Your specialist centre can provide more detailed advice.

Exercise after weight loss surgery

Losing weight and then maintaining a healthy weight doesn't simply involve reducing the amount of calories you eat. Burning calories while exercising is also important.

Regular exercise has additional health benefits other than weight loss. These include reducing your risk of developing heart disease and some types of cancer, and boosting your self-esteem and wellbeing.

You'll probably be given an exercise plan that starts gradually with low to moderate amounts of physical exercise, such as 10 minutes a day, then gradually increasing.

The exercise should be intense enough to leave you feeling out of breath and getting your heart beating faster.

Recommended types of physical exercise include:

  • activities that can be incorporated into everyday life, such as brisk walking, gardening or cycling
  • supervised exercise programmes
  • activities such as swimming, walking (where you aim to walk a certain number of steps a day) and stair climbing

Chose physical activities that you enjoy as you'll be more likely to continue doing them.

Further information

Read more about fitness, including information on:


A healthy balanced diet

What you eat is just as important as how much you eat after your surgery.

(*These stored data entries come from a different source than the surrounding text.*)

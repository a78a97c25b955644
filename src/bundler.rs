//! Client-side bundle creation pipeline
//!
//! Orchestrates the full create workflow: discover files, hash each one
//! with streaming SHA-256, ask the server what is missing, upload only
//! those blobs with bounded concurrency, then commit the manifest and
//! cross-check the server's Merkle root against the local one.

use crate::client::ApiClient;
use crate::discover::{discover_files, DiscoveredFile};
use crate::hash::hash_file;
use crate::manifest::{BundleDraft, FileEntry, HashAlgo};
use crate::{Error, Result};
use futures::stream::{self, StreamExt};
use std::collections::{HashMap, HashSet};
use std::path::PathBuf;
use tracing::{debug, info};

/// Bounded parallelism for blob uploads
pub const DEFAULT_UPLOAD_CONCURRENCY: usize = 4;

/// Result of a completed create run
#[derive(Debug, Clone)]
pub struct CreateOutcome {
    pub id: String,
    pub created_at: String,
    pub merkle_root: String,
    pub file_count: usize,
    pub total_bytes: u64,
    /// Blobs actually transferred (deduplicated against the server and
    /// within the job)
    pub uploaded: usize,
}

/// Create a bundle from local paths.
pub async fn create_bundle(
    client: &ApiClient,
    inputs: &[PathBuf],
    concurrency: usize,
) -> Result<CreateOutcome> {
    let discovered = discover_files(inputs)?;
    let total_bytes: u64 = discovered.iter().map(|f| f.size_bytes).sum();
    info!(files = discovered.len(), total_bytes, "discovered input files");

    let entries = hash_discovered(&discovered).await?;

    let missing: HashSet<String> = client.preflight(&entries).await?.into_iter().collect();
    debug!(missing = missing.len(), "preflight complete");

    // One upload per distinct missing hash, even when several bundle
    // paths share the content.
    let mut jobs: HashMap<String, (u64, PathBuf)> = HashMap::new();
    for (entry, file) in entries.iter().zip(&discovered) {
        if missing.contains(&entry.hash) {
            jobs.entry(entry.hash.clone())
                .or_insert_with(|| (file.size_bytes, file.absolute_path.clone()));
        }
    }
    let uploaded = jobs.len();

    let concurrency = concurrency.max(1);
    let mut uploads = stream::iter(jobs.into_iter().map(|(hash, (size_bytes, path))| {
        let client = client.clone();
        async move { client.upload_blob(&hash, size_bytes, &path).await }
    }))
    .buffer_unordered(concurrency);

    while let Some(result) = uploads.next().await {
        result?;
    }
    info!(uploaded, "blob uploads complete");

    let draft = BundleDraft {
        id: None,
        hash_algo: HashAlgo::Sha256,
        merkle_root: None,
        files: entries,
    };
    let merkle_root = draft.computed_merkle_root();
    let draft = BundleDraft {
        merkle_root: Some(merkle_root.clone()),
        ..draft
    };

    let response = client.create_bundle(&draft).await?;

    // Agreement here proves both sides saw the same (path, hash) set.
    if response.merkle_root != merkle_root {
        return Err(Error::MerkleMismatch {
            expected: merkle_root,
            actual: response.merkle_root,
        });
    }

    Ok(CreateOutcome {
        id: response.id,
        created_at: response.created_at,
        merkle_root: response.merkle_root,
        file_count: draft.files.len(),
        total_bytes,
        uploaded,
    })
}

/// Hash every discovered file, streaming each through SHA-256.
async fn hash_discovered(discovered: &[DiscoveredFile]) -> Result<Vec<FileEntry>> {
    let mut entries = Vec::with_capacity(discovered.len());
    for file in discovered {
        let hash = hash_file(&file.absolute_path).await?;
        entries.push(FileEntry {
            bundle_path: file.bundle_path.clone(),
            size_bytes: file.size_bytes,
            hash,
            hash_algo: HashAlgo::Sha256,
        });
    }
    Ok(entries)
}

Generally, your diet should contain a healthy mix of the five main food groups:

  • protein – ideally low-fat protein foods such as chicken, fish, eggs and beans
  • dairy products – such as skimmed milk and low-fat cheese and yogurt
  • carbohydrates – such as bread, potatoes and cereals
  • fruit and vegetables – ideally five portions a day
  • fats – using a small amount of olive oil when cooking should provide your body with all the fat it needs

Your specialist centre can give you more advice on how best to meet your individual nutritional needs.